Pero yo tuve mi mejor momento
y no lo olvido
La muerte de Tosco fue, entre
las pérdidas atroces que la clase trabajadora sufrió durante los años del
peronismo y la dictadura, la que dejó un hueco más difícil de llenar —descontando
lo afectivo, obviamente—, por su personalidad, su formación, su coraje, su
moral y sus condiciones de dirigente.
Se lo llevó una enfermedad que
no pudo tratar adecuadamente por estar en la clandestinidad a causa de la
condena a muerte que pesaba sobre él. ¿Por qué motivo?: por ser un dirigente
honesto, austero, combativo y democrático.
De todos modos, habría sido
difícil para él eludir la sentencia de los esbirros, porque no estaba en su ser
anteponer su seguridad a su compromiso militante. Y así ya lo había declarado: "El marxismo
dice que la muerte es necesaria. Yo no me planteo cómo tendré que morir, creo
que mi fin será consecuente con mi lucha, no sé en qué circunstancia. Lo
importante es morir con los ideales de uno. Ahora, no me gustaría morir
habiendo traicionado a mi clase".
Y fue gracias a ese torrente de firmeza
entretejido con la mayor dosis de humanidad que lideró el más encumbrado
momento de la conciencia y la acción del movimiento social de la Argentina de
las últimas décadas, a la vez que pudo extraer lo mejor de cada uno. Y así lo
cuenta Zito Lema en el final de su nota “La última batalla de Agustín Tosco”*:
[...]
—¿Por qué durante tantos años en la lápida no se puso una
placa con su nombre y apellido?
—Pienso que fue una medida tomada por sus amigos para proteger
sus restos; más de uno se la tenía jurada y esos tipos son capaces de cualquier
barbaridad —responde el cuidador del panteón que guarda los restos de Agustín
Tosco.
Es bueno recordar que cuando nos íbamos, habríamos dado
unos cincuenta pasos, aquel hombre moreno y bajo, de pelo bravío, se acercó
corriendo y, agitado, dijo:
—Tengo un trabajo de mierda; de estar todo el día con la
muerte mi vida se volvió una mierda... Pero yo tuve mi mejor momento y no lo
olvido.
Prende un cigarrillo, y dice, y se desahoga:
—Había una huelga general, los muchachos del cementerio
también fuimos.

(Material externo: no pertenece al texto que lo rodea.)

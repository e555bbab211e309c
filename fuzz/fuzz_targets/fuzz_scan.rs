#![no_main]
use libfuzzer_sys::fuzz_target;
use xmlscan::document::DefaultHandler;
use xmlscan::entity::InputSource;
use xmlscan::parser::{scan_source, ParseOptions};

fuzz_target!(|data: &[u8]| {
    // Strict mode, small buffer so that tokens straddle refills
    let strict = ParseOptions::default().buffer_size(7);
    let _ = scan_source(InputSource::from_bytes(data.to_vec()), &strict, &mut DefaultHandler);
    // Recovery mode with tight limits
    let recover = ParseOptions::default()
        .continue_after_fatal_error(true)
        .entity_expansion_limit(1000)
        .max_element_depth(256);
    let _ = scan_source(InputSource::from_bytes(data.to_vec()), &recover, &mut DefaultHandler);
});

Nos dispersaron a palos, la policía nos daba duro. De pronto me
vi cerca de Tosco, era un gigante, me puse detrás y sin que él lo supiera le
cuidé la espalda. Era un tipo hermoso, el Gringo. En esa media hora de palos y
palos me olvidé de la muerte y yo, que soy un cagón, no tuve miedo. Esta
historia es lo mejor que tengo. ¿Qué cosa, no?
Se volvió corriendo a su trabajo, pero de pronto se paró y
casi a los gritos dijo:
—Me llamo Justo, y a mi hijo le puse Agustín...
No era el mejor lugar, pero lo vi reír.
Y después, en un solo movimiento que fue lento en el inicio
y decidido al final, levantó su puño cerrado hacia el cielo.